The federal Liberals have flagged a revamped Pharmaceutical Benefits Scheme, which they say would help an estimated 38,000 Tasmanians save up to $80 per year on prescription medication.
Prime Minister Scott Morrison will announce the proposed $308 million changes, to affect more than 1.4 million Australians with chronic health issues, at Agfest today.
The Liberals are pledging to make drugs listed via the PBS, which facilitates the provision of subsidised prescription medication, more accessible to Australians.

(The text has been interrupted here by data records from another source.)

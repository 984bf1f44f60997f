//! Institution user model for PostgreSQL database operations.

use diesel::prelude::*;
use jiff_diesel::{Date, Timestamp};
use uuid::Uuid;

use crate::schema::institution_users;
use crate::types::{InstitutionUserStatus, local_today};

/// Membership of a user in an institution.
#[derive(Debug, Clone, PartialEq, Queryable, Selectable)]
#[diesel(table_name = institution_users)]
#[diesel(check_for_backend(diesel::pg::Pg))]
pub struct InstitutionUser {
    /// Unique membership identifier.
    pub id: Uuid,
    /// Institution the user belongs to.
    pub institution_id: Uuid,
    /// The member.
    pub user_id: Uuid,
    /// Optional department within the institution.
    pub department_id: Option<Uuid>,
    /// Work email.
    pub email: String,
    /// Work phone.
    pub phone: Option<String>,
    /// When the membership was archived.
    pub archived_at: Option<Timestamp>,
    /// Day from which the membership is deactivated.
    pub deactivation_date: Option<Date>,
    pub created_at: Timestamp,
    pub updated_at: Timestamp,
    pub deleted_at: Option<Timestamp>,
}

/// Data for creating a new institution user.
#[derive(Debug, Default, Clone, Insertable)]
#[diesel(table_name = institution_users)]
#[diesel(check_for_backend(diesel::pg::Pg))]
pub struct NewInstitutionUser {
    pub institution_id: Uuid,
    pub user_id: Uuid,
    pub department_id: Option<Uuid>,
    pub email: String,
    pub phone: Option<String>,
}

/// Data for updating an institution user.
#[derive(Debug, Clone, Default, AsChangeset)]
#[diesel(table_name = institution_users)]
#[diesel(check_for_backend(diesel::pg::Pg))]
pub struct UpdateInstitutionUser {
    pub department_id: Option<Option<Uuid>>,
    pub email: Option<String>,
    pub phone: Option<Option<String>>,
    pub archived_at: Option<Option<Timestamp>>,
    pub deactivation_date: Option<Option<Date>>,
    pub deleted_at: Option<Option<Timestamp>>,
}

impl InstitutionUser {
    /// Derives the status at the instant `now`.
    pub fn status_at(&self, now: jiff::Timestamp) -> InstitutionUserStatus {
        InstitutionUserStatus::derive(
            self.archived_at.map(jiff::Timestamp::from),
            self.deactivation_date.map(jiff::civil::Date::from),
            now,
        )
    }

    /// Derives the current status.
    #[inline]
    pub fn status(&self) -> InstitutionUserStatus {
        self.status_at(jiff::Timestamp::now())
    }

    /// Returns whether a deactivation date lies in the future.
    pub fn has_scheduled_deactivation(&self) -> bool {
        self.deactivation_date
            .map(jiff::civil::Date::from)
            .is_some_and(|date| date > local_today())
    }
}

This would be achieved through reducing the PBS safety net threshold by 12 scripts per year for a person or family with a concession card, saving them roughly $80 a year; and reducing it by the equivalent of two scripts for non-concession card holders, saving them roughly $70 a year.
Through the PBS, Australian concession card holders currently access medicines for $6.50 per script while general patients access them for $40.30.
There's been a safety net on the PBS since 1986, which has increased each year. This would be the first time it would decrease.
"Families who require multiple medicines per month and pensioners with multiple chronic conditions will get the most benefit," Mr Morrison said of the policy.
"Our strong economic management means we are providing Australian patients with access to life-saving and life-changing medicines quicker than ever before."
Mr Morrison is also set to announce a raft of proposed agriculture, forestry and fisheries initiatives for the nation.
Our strong economic management means we are providing Australian patients with access to life-saving and life-changing medicines quicker than ever before.Scott Morrison
Among these will be a new 2030 Protected Horticulture Strategy to increase global export opportunities for food and fibre - a policy the Liberals believe would be of particular benefit to Tasmania due to the strength of its horticultural industries.
Also to be announced are $2 million in concessional loans for new farmers to assist them in buying a majority or total share of their farms, as well as $500 million in new concessional loans for the forest industry.
A further $10 million will be pledged to combat pests and weeds in communities hit hard by drought.